The quality of your fraud insurance claim outcome depends significantly on how quickly and correctly you respond when fraud is discovered. Unlike a property claim (where the damage is obvious and immediate), fraud claims require specific steps that can make or break your coverage.
Step 1: Notify your insurer immediately — don't wait for certainty
The single most common mistake in fraud insurance claims is delayed notification. Most policies require you to notify your insurer "as soon as reasonably possible" after you first have reasonable grounds to believe a covered loss has occurred — not after you have confirmed it.
If you suspect employee fraud, or discover what looks like a fraudulent transfer, call your broker and insurer immediately — even if you're not certain. Waiting to gather evidence before notifying can breach the policy condition and jeopardise your entire claim.
Your broker should be your first call. They will guide you through the notification process, help you present the facts correctly, and manage the insurer relationship throughout.
Step 2: Preserve all evidence
Do not delete, alter, or allow access to any documents, systems, or communications that may be relevant to the fraud until your insurer has given guidance. This includes: - Bank statements and transaction records - Emails and communications with the suspected fraudster or third party - Accounting records and reconciliations - System access logs - CCTV footage (if relevant)
Instruct IT to preserve system logs and do not allow the suspected employee access to systems before forensic preservation is complete.
Step 3: Report to NZ Police
Most fraud policies require you to report the fraud to NZ Police. Call 105 or file online at police.govt.nz. Note the police report number — you will need this for the claim. The police investigation may proceed separately from and at a different pace from the insurance claim.
Step 4: Engage forensic specialists
For significant fraud claims, your insurer will typically appoint or approve forensic specialists — forensic accountants, digital forensics firms, or loss adjusters. Follow their instructions on evidence preservation and access.
Do not conduct your own forensic investigation independently before engaging with the insurer. Self-directed investigation can inadvertently corrupt digital evidence.
Step 5: Quantify the loss
Work with your forensic accountant to quantify the full extent of the loss. This typically involves: - Identifying the period of the fraud (start to discovery) - Tracing all fraudulent transactions - Calculating the total direct financial loss - Distinguishing direct losses (covered) from consequential losses (often excluded)

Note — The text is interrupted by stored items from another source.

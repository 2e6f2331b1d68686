use crate::types::{RunnerProfile, Timestamp};
use crate::wire::ServerMessage;
use std::collections::HashMap;
use std::sync::RwLock;
use tokio::sync::mpsc;
use uuid::Uuid;

/// One live gateway session. The sender feeds the session's outbound pump;
/// sends are non-blocking and fire-and-forget.
pub struct ConnectedRunner {
    pub runner_id: Uuid,
    pub tenant_id: Uuid,
    pub session_id: Uuid,
    pub sender: mpsc::UnboundedSender<ServerMessage>,
    pub profile: RunnerProfile,
    pub max_concurrent_jobs: usize,
    pub current_jobs: Vec<Uuid>,
    pub last_heartbeat: Timestamp,
    pub connected_at: Timestamp,
    pub draining: bool,
}

/// Assignment-relevant snapshot taken under the read lock. The dispatcher
/// works from snapshots so the lock is never held across store calls.
#[derive(Clone, Debug)]
pub struct Candidate {
    pub profile: RunnerProfile,
    pub session_id: Uuid,
    pub free_slots: usize,
}

/// In-memory table of connected runner sessions, shared between the gateway
/// sessions, the dispatcher and the lifecycle engine (control messages).
///
/// Guarded by a reader-writer mutex; all operations are synchronous and the
/// lock is never held across an await.
pub struct RunnerRegistry {
    inner: RwLock<HashMap<Uuid, ConnectedRunner>>,
}

impl RunnerRegistry {
    pub fn new() -> Self {
        Self {
            inner: RwLock::new(HashMap::new()),
        }
    }

    fn read(&self) -> std::sync::RwLockReadGuard<'_, HashMap<Uuid, ConnectedRunner>> {
        match self.inner.read() {
            Ok(g) => g,
            Err(poisoned) => poisoned.into_inner(),
        }
    }

    fn write(&self) -> std::sync::RwLockWriteGuard<'_, HashMap<Uuid, ConnectedRunner>> {
        match self.inner.write() {
            Ok(g) => g,
            Err(poisoned) => poisoned.into_inner(),
        }
    }

    /// Register a session. If the runner is already connected the older
    /// session is replaced (kick-old) and its sender is returned so the
    /// caller can tell it to shut down.
    pub fn register(&self, conn: ConnectedRunner) -> Option<mpsc::UnboundedSender<ServerMessage>> {
        let mut w = self.write();
        w.insert(conn.runner_id, conn).map(|old| old.sender)
    }

    /// Remove a session, but only if `session_id` still owns the slot — a
    /// kicked session racing its own cleanup must not tear down its
    /// replacement. Returns the orphaned job ids when the removal happened.
    pub fn unregister(&self, runner_id: Uuid, session_id: Uuid) -> Option<Vec<Uuid>> {
        let mut w = self.write();
        match w.get(&runner_id) {
            Some(conn) if conn.session_id == session_id => {
                w.remove(&runner_id).map(|conn| conn.current_jobs)
            }
            _ => None,
        }
    }

    pub fn is_connected(&self, runner_id: Uuid) -> bool {
        self.read().contains_key(&runner_id)
    }

    pub fn connected_count(&self) -> usize {
        self.read().len()
    }

    /// Runners eligible for assignment: not draining, below capacity.
    pub fn candidates(&self) -> Vec<Candidate> {
        self.read()
            .values()
            .filter(|c| !c.draining && c.current_jobs.len() < c.max_concurrent_jobs)
            .map(|c| Candidate {
                profile: c.profile.clone(),
                session_id: c.session_id,
                free_slots: c.max_concurrent_jobs - c.current_jobs.len(),
            })
            .collect()
    }

    /// Record a job on a session. Returns false if the runner vanished.
    pub fn assign_job(&self, runner_id: Uuid, run_id: Uuid) -> bool {
        let mut w = self.write();
        match w.get_mut(&runner_id) {
            Some(conn) => {
                if !conn.current_jobs.contains(&run_id) {
                    conn.current_jobs.push(run_id);
                }
                true
            }
            None => false,
        }
    }

    /// Drop a finished job. Returns `Some(idle)` when the runner is
    /// connected, telling the caller whether it just went idle.
    pub fn finish_job(&self, runner_id: Uuid, run_id: Uuid) -> Option<bool> {
        let mut w = self.write();
        w.get_mut(&runner_id).map(|conn| {
            conn.current_jobs.retain(|id| *id != run_id);
            conn.current_jobs.is_empty()
        })
    }

    pub fn owns_job(&self, runner_id: Uuid, run_id: Uuid) -> bool {
        self.read()
            .get(&runner_id)
            .is_some_and(|conn| conn.current_jobs.contains(&run_id))
    }

    pub fn job_count(&self, runner_id: Uuid) -> usize {
        self.read()
            .get(&runner_id)
            .map_or(0, |conn| conn.current_jobs.len())
    }

    pub fn at_capacity(&self, runner_id: Uuid) -> bool {
        self.read()
            .get(&runner_id)
            .is_some_and(|conn| conn.current_jobs.len() >= conn.max_concurrent_jobs)
    }

    pub fn touch_heartbeat(&self, runner_id: Uuid, at: Timestamp) {
        if let Some(conn) = self.write().get_mut(&runner_id) {
            conn.last_heartbeat = at;
        }
    }

    pub fn set_draining(&self, runner_id: Uuid, draining: bool) {
        if let Some(conn) = self.write().get_mut(&runner_id) {
            conn.draining = draining;
        }
    }

    /// Fire-and-forget control message. Returns false when the runner has no
    /// live session (caller decides whether that matters).
    pub fn send(&self, runner_id: Uuid, message: ServerMessage) -> bool {
        match self.read().get(&runner_id) {
            Some(conn) => conn.sender.send(message).is_ok(),
            None => false,
        }
    }

    /// Sessions whose last heartbeat predates `cutoff`.
    pub fn stale_sessions(&self, cutoff: Timestamp) -> Vec<(Uuid, Uuid)> {
        self.read()
            .values()
            .filter(|c| c.last_heartbeat < cutoff)
            .map(|c| (c.runner_id, c.session_id))
            .collect()
    }
}

impl Default for RunnerRegistry {
    fn default() -> Self {
        Self::new()
    }
}

#[cfg(test)]
mod tests {
    use super::*;
    use crate::types::now_ms;
    use std::collections::BTreeMap;

    fn conn(runner_id: Uuid, max_jobs: usize) -> (ConnectedRunner, mpsc::UnboundedReceiver<ServerMessage>) {
        let (tx, rx) = mpsc::unbounded_channel();
        let tenant_id = Uuid::now_v7();
        (
            ConnectedRunner {
                runner_id,
                tenant_id,
                session_id: Uuid::now_v7(),
                sender: tx,
                profile: RunnerProfile {
                    runner_id,
                    tenant_id,
                    labels: BTreeMap::new(),
                    capabilities: vec![],
                },
                max_concurrent_jobs: max_jobs,
                current_jobs: Vec::new(),
                last_heartbeat: now_ms(),
                connected_at: now_ms(),
                draining: false,
            },
            rx,
        )
    }

    #[test]
    fn register_kicks_older_session() {
        let registry = RunnerRegistry::new();
        let runner_id = Uuid::now_v7();

        let (old, _old_rx) = conn(runner_id, 1);
        let old_session = old.session_id;
        assert!(registry.register(old).is_none());

        let (new, _new_rx) = conn(runner_id, 1);
        let new_session = new.session_id;
        let kicked = registry.register(new);
        assert!(kicked.is_some());

        // The kicked session's late unregister must not remove the new one.
        assert!(registry.unregister(runner_id, old_session).is_none());
        assert!(registry.is_connected(runner_id));
        assert!(registry.unregister(runner_id, new_session).is_some());
    }

    #[test]
    fn capacity_gates_candidates() {
        let registry = RunnerRegistry::new();
        let runner_id = Uuid::now_v7();
        let (c, _rx) = conn(runner_id, 2);
        registry.register(c);

        assert_eq!(registry.candidates().len(), 1);
        registry.assign_job(runner_id, Uuid::now_v7());
        assert_eq!(registry.candidates()[0].free_slots, 1);
        registry.assign_job(runner_id, Uuid::now_v7());
        assert!(registry.candidates().is_empty());
        assert!(registry.at_capacity(runner_id));
    }

    #[test]
    fn draining_runner_is_skipped_but_keeps_jobs() {
        let registry = RunnerRegistry::new();
        let runner_id = Uuid::now_v7();
        let (c, _rx) = conn(runner_id, 2);
        registry.register(c);
        let job = Uuid::now_v7();
        registry.assign_job(runner_id, job);

        registry.set_draining(runner_id, true);
        assert!(registry.candidates().is_empty());
        assert!(registry.owns_job(runner_id, job));

        registry.set_draining(runner_id, false);
        assert_eq!(registry.candidates().len(), 1);
    }

    #[test]
    fn unregister_returns_orphans() {
        let registry = RunnerRegistry::new();
        let runner_id = Uuid::now_v7();
        let (c, _rx) = conn(runner_id, 3);
        let session_id = c.session_id;
        registry.register(c);

        let a = Uuid::now_v7();
        let b = Uuid::now_v7();
        registry.assign_job(runner_id, a);
        registry.assign_job(runner_id, b);

        let orphans = registry.unregister(runner_id, session_id).unwrap();
        assert_eq!(orphans, vec![a, b]);
    }
}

Common mistakes that cost you coverage
- •Confronting the suspected fraudster before securing evidence — this often results in evidence destruction
- •Waiting weeks before reporting to your insurer
- •Settling with or paying an employee before the insurance claim is finalised (this can release the insurer from subrogation rights)
- •Destroying records in the ordinary course of business without realising they are relevant
- •Agreeing to a deed of settlement or confidentiality agreement with the fraudster without insurer consent
Timeframes
Simple fidelity claims with clear evidence: 3-6 months Complex cases with disputed facts, large amounts, or international elements: 12-24 months Cyber insurance claims involving breach response: typically 3-9 months from notification to finalisation
What the insurer will check
Your insurer will assess: whether the loss falls within the policy coverage, whether you complied with notification requirements, whether any policy exclusions apply (prior acts, authorised payments, etc.), and whether the loss is fully quantified. Cooperation with the investigation is typically a condition of coverage.
Working with an experienced broker throughout the claims process significantly improves outcomes — they can advocate on your behalf and help navigate coverage interpretations.